The best thing you can do for the person with Alzheimer’s is to take care of yourself and take a break. Having that break is a time to refocus and rejuvenate. Breaks can be just a few hours or a longer time away.
If you have the option, take a couple of days away. People get respite for things like running errands, and that’s great, but people should do things that replenish themselves.
Get out of that caregiving role for a bit and just breathe. Put it in the perspective of what would your loved one want for you?
Breaks are important because they also allow for a release of tensions.
It a protection against treating a person with dementia badly and responding in anger. It’s important for the caregivers to have emotional energy to care for their loved one, and to have that, sometimes you have to have space.
That’s why it’s important for caregivers to continue to have their own social outlets.

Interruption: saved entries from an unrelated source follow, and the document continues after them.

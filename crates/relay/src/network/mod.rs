//! Network module for the two connection roles.
//!
//! - [`listener`]: the accepting side, serving commands or bridging a device
//! - [`reconnect`]: the dialling side, retrying one turn per connection
//!
//! Both share [`connection::Connection`], which owns the socket, the
//! optional [`protocol::SecureChannel`] and the [`protocol::ConnectionState`].

pub mod connection;
pub mod listener;
pub mod reconnect;

// Re-export key types
pub use connection::{Channel, Connection, ReadOutcome};
pub use listener::{Listener, ListenerOptions, ServeMode};
pub use reconnect::{
    CheckPoller, LoopExit, ReconnectLoop, ReconnectOptions, SingleRequest, Turn, TurnRole,
};
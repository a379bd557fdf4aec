//! Print wire vectors for interop testing against other peers.
//!
//! Run with: cargo run --package protocol --example test_vectors

use protocol::messages::*;
use protocol::{envelope, KeyPair};

fn main() {
    // Test vector 1: request without payload
    print_test_vector("get_ports", &Command::ListPorts);

    // Test vector 2: request with a device
    print_test_vector(
        "open_connection",
        &Command::OpenConnection {
            device_id: "/dev/ttyUSB0".to_string(),
        },
    );

    // Test vector 3: device listing
    print_test_vector(
        "com_ports",
        &Command::Ports {
            devices: vec!["/dev/ttyUSB0".to_string(), "/dev/ttyUSB1".to_string()],
        },
    );

    // Test vector 4: finished service
    print_test_vector("check_empty", &Command::CheckStatus(String::new()));

    // Test vector 5: error
    print_test_vector("error", &Command::error_notice(WRONG_RSA_KEY));

    // Test vector 6: protected frame layout
    let keypair = KeyPair::generate().expect("key generation failed");
    let plaintext = Command::Check.encode().expect("serialization failed");
    let frame = envelope::encode(&plaintext, keypair.public_key()).expect("sealing failed");
    println!("# public key\n{}", keypair.public_key().to_pem().expect("pem failed"));
    println!(
        "# envelope: {} bytes = {} wrapped key + 16 nonce + 16 tag + {} ciphertext",
        frame.len(),
        keypair.modulus_len(),
        plaintext.len()
    );
}

fn print_test_vector(name: &str, command: &Command) {
    let bytes = command.encode().expect("serialization failed");
    println!("# {}", name);
    print!("{}", String::from_utf8_lossy(&bytes));
    println!("---");
}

Don’t give up attending church or going to book club. You need to allow your life to have some normalcy.
And support groups are important, particularly those specific to Alzheimer’s.
There are a couple of ways for caregivers to get breaks. One is to ask a family member, friend or neighbor to help. Paid providers are another option, although for those with limited funds that can be difficult.
If caregivers don’t have someone who can step in and give them a break or don’t have the money to pay a caregiver, reach out to the Alzheimer’s Association, which can help with funding for respite care.
The Alzheimer’s Association also has representatives who can meet with families to provide tips and determine care needs.